Content starts

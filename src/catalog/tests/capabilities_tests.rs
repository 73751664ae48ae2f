//! Tests for the capabilities check

use crate::catalog::{Capabilities, ServiceCatalog};

const CAPABILITIES: &str = r#"<?xml version="1.0" encoding="UTF-8"?>
<Capabilities xmlns="http://www.opengis.net/wmts/1.0" xmlns:ows="http://www.opengis.net/ows/1.1">
  <ows:ServiceIdentification><ows:Title>BGT</ows:Title></ows:ServiceIdentification>
  <Contents>
    <Layer>
      <ows:Title>Standaard</ows:Title>
      <ows:Identifier>standaardvisualisatie</ows:Identifier>
      <Style isDefault="true"><ows:Identifier>default</ows:Identifier></Style>
      <TileMatrixSetLink><TileMatrixSet>EPSG:28992</TileMatrixSet></TileMatrixSetLink>
      <TileMatrixSetLink><TileMatrixSet>EPSG:3857</TileMatrixSet></TileMatrixSetLink>
    </Layer>
    <Layer>
      <ows:Identifier>achtergrondvisualisatie</ows:Identifier>
      <TileMatrixSetLink><TileMatrixSet>EPSG:28992</TileMatrixSet></TileMatrixSetLink>
    </Layer>
    <Layer>
      <ows:Identifier>icoonvisualisatie</ows:Identifier>
      <TileMatrixSetLink><TileMatrixSet>EPSG:3857</TileMatrixSet></TileMatrixSetLink>
    </Layer>
    <Layer>
      <ows:Identifier>pastelvisualisatie</ows:Identifier>
      <TileMatrixSetLink><TileMatrixSet>EPSG:28992</TileMatrixSet></TileMatrixSetLink>
    </Layer>
    <TileMatrixSet>
      <ows:Identifier>EPSG:28992</ows:Identifier>
    </TileMatrixSet>
  </Contents>
</Capabilities>"#;

#[test]
fn test_parse_layers_and_matrix_sets() {
    let caps = Capabilities::parse(CAPABILITIES).unwrap();
    assert_eq!(caps.layers.len(), 4);

    let standaard = caps.layer("standaardvisualisatie").unwrap();
    assert_eq!(standaard.tile_matrix_sets, vec!["EPSG:28992", "EPSG:3857"]);

    // style identifiers and top-level matrix set identifiers are not layers
    assert!(caps.layer("default").is_none());
    assert!(caps.layer("EPSG:28992").is_none());
}

#[test]
fn test_report_lists_missing_layers_and_frames() {
    let caps = Capabilities::parse(CAPABILITIES).unwrap();
    let report = ServiceCatalog::builtin().check_capabilities("bgt", &caps).unwrap();

    assert!(!report.is_ok());
    assert_eq!(report.missing_layers, vec!["omtrekgerichtevisualisatie"]);
    assert_eq!(report.missing_frame, vec!["icoonvisualisatie"]);
}

#[test]
fn test_malformed_document_is_rejected() {
    assert!(Capabilities::parse("<Capabilities><Contents></Layer></Contents>").is_err());
}
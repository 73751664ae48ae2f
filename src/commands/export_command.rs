//! Region export command
//!
//! Runs the export pipeline against a local georeferenced image, which
//! stands in for the remote service as both renderer and source.

use std::path::PathBuf;

use clap::ArgMatches;
use log::{info, warn};

use crate::api::QInfra;
use crate::catalog::ServiceCatalog;
use crate::commands::command_traits::Command;
use crate::commands::{load_catalog, parse_region, parse_resolution};
use crate::constants::{export, DEFAULT_SERVICE};
use crate::coordinate::{Rectangle, ReferenceFrame};
use crate::errors::{QInfraError, QInfraResult};
use crate::export::{ExportOutcome, OfflineRaster, OutputTarget};
use crate::utils::logger::Logger;
use crate::utils::progress::ProgressTracker;
use crate::workspace::{MapView, MemoryWorkspace};

/// Command exporting a region to PNG plus world file
pub struct ExportCommand<'a> {
    catalog: ServiceCatalog,
    /// Region as given on the command line
    region: Rectangle,
    /// Frame of `region`
    frame: ReferenceFrame,
    meters_per_pixel: f64,
    service: String,
    variant: Option<String>,
    /// Georeferenced image used as the service
    source: PathBuf,
    output: PathBuf,
    /// Logger for recording operations
    logger: &'a Logger,
}

impl<'a> ExportCommand<'a> {
    /// Create a new export command
    ///
    /// # Arguments
    /// * `args` - CLI argument matches from clap
    /// * `logger` - Audit log for the finished export
    pub fn new(args: &ArgMatches, logger: &'a Logger) -> QInfraResult<Self> {
        info!("Creating new export command from arguments");

        let catalog = load_catalog(args)?;
        let (region, frame) = parse_region(args)?;
        let meters_per_pixel = parse_resolution(args)?;

        let service = args.get_one::<String>("service")
            .cloned()
            .unwrap_or_else(|| DEFAULT_SERVICE.to_string());
        let variant = args.get_one::<String>("variant").cloned();
        info!("Service: {} (variant {:?})", service, variant);

        let source = args.get_one::<String>("source")
            .map(PathBuf::from)
            .ok_or_else(|| QInfraError::InvalidInput(
                "Missing --source image; exports render from a local georeferenced image".to_string()))?;

        let output = args.get_one::<String>("output")
            .map(PathBuf::from)
            .unwrap_or_else(|| PathBuf::from(export::DEFAULT_FILE_NAME));
        info!("Output file: {}", output.display());

        Ok(ExportCommand {
            catalog,
            region,
            frame,
            meters_per_pixel,
            service,
            variant,
            source,
            output,
            logger,
        })
    }
}

impl Command for ExportCommand<'_> {
    fn execute(&self) -> QInfraResult<()> {
        let raster = OfflineRaster::open(&self.source)?;
        let qinfra = QInfra::new(&self.catalog);

        let mut workspace = MemoryWorkspace::new(self.frame, MapView::new(self.region, 1000, 1000));
        qinfra.set_region(&mut workspace, self.region)?;

        if let Some(estimate) = qinfra.estimate(&workspace, self.meters_per_pixel) {
            println!("Output: {}", estimate);
        }

        let progress = ProgressTracker::new("Rendering export");
        let outcome = qinfra.export(
            &mut workspace,
            &raster,
            &raster,
            self.meters_per_pixel,
            &self.service,
            self.variant.as_deref(),
            &OutputTarget::Path(self.output.clone()),
        );

        match outcome {
            Ok(ExportOutcome::Completed(result)) => {
                progress.finish("Export completed");
                if let Err(e) = self.logger.log_export(&result) {
                    warn!("Could not record export in the log file: {}", e);
                }
                println!("Image: {} ({}x{} px)", result.image_path.display(), result.width_px, result.height_px);
                println!("World file: {}", result.world_file_path.display());
                Ok(())
            }
            Ok(ExportOutcome::Cancelled) => {
                progress.finish("Export cancelled");
                Ok(())
            }
            Err(e) => {
                progress.abandon();
                Err(e)
            }
        }
    }
}
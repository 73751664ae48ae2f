//! Logger utility for application-wide logging
//!
//! This module provides a custom logger implementation that works alongside
//! the standard log crate, but adds file output capabilities. The same type
//! doubles as the audit sink commands write completed exports to.

use std::fs::{File, OpenOptions};
use std::io::{self, Write};
use std::path::Path;
use std::sync::Mutex;
use log::{Log, Record, Metadata, LevelFilter};

use crate::export::ExportResult;

/// Custom logger implementation
pub struct Logger {
    /// File handle for log output, `None` for console-only loggers
    file: Mutex<Option<File>>,
}

impl Logger {
    /// Creates a new logger appending to `log_file`
    ///
    /// # Arguments
    ///
    /// * `log_file` - Path to the log file
    ///
    /// # Returns
    ///
    /// A new Logger instance or an error if the file cannot be opened
    pub fn new(log_file: &str) -> io::Result<Self> {
        let file = OpenOptions::new()
            .create(true)
            .append(true)
            .open(Path::new(log_file))?;
        Ok(Logger {
            file: Mutex::new(Some(file)),
        })
    }

    /// Logger without a file; audit messages are dropped
    pub fn console() -> Self {
        Logger {
            file: Mutex::new(None),
        }
    }

    /// Logs a message to the log file
    ///
    /// # Arguments
    ///
    /// * `message` - The message to log
    pub fn log(&self, message: &str) -> io::Result<()> {
        let mut guard = self
            .file
            .lock()
            .map_err(|_| io::Error::new(io::ErrorKind::Other, "log file lock poisoned"))?;
        if let Some(file) = guard.as_mut() {
            writeln!(file, "{}", message)?;
            file.flush()?;
        }
        Ok(())
    }

    /// Records a finished export with its size and georeferencing
    pub fn log_export(&self, result: &ExportResult) -> io::Result<()> {
        self.log(&format!(
            "Export: {} ({}x{} px), world file {}",
            result.image_path.display(),
            result.width_px,
            result.height_px,
            result.world_file_path.display()
        ))?;
        self.log(&format!(
            "  Pixel size: {} x {}, upper left: ({}, {})",
            result.georef.pixel_size_x,
            result.georef.pixel_size_y,
            result.georef.upper_left_x,
            result.georef.upper_left_y
        ))
    }

    /// Static method to initialize the global logger
    pub fn init_global_logger(log_file: &str, level: LevelFilter) -> io::Result<()> {
        let global_logger = Logger::new(log_file)?;

        if log::set_boxed_logger(Box::new(global_logger)).is_err() {
            eprintln!("Warning: Global logger was already initialized");
        }

        log::set_max_level(level);
        Ok(())
    }
}

// Implement the Log trait to make our Logger work with the log crate
impl Log for Logger {
    fn enabled(&self, metadata: &Metadata) -> bool {
        metadata.level() <= log::max_level()
    }

    fn log(&self, record: &Record) {
        if self.enabled(record.metadata()) {
            let message = format!("[{}] {}", record.level(), record.args());
            let _ = Logger::log(self, &message);

            // Also print to console
            eprintln!("{}", message);
        }
    }

    fn flush(&self) {
        // Already flushing in the log method
    }
}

Content ends

_REQUIRED ACTION_
Return all lines of the data in which the string "source" appears.

_REPLY_
//! stands in for the remote service as both renderer and source.
    source: PathBuf,
        let source = args.get_one::<String>("source")
                "Missing --source image; exports render from a local georeferenced image".to_string()))?;
            source,
        let raster = OfflineRaster::open(&self.source)?;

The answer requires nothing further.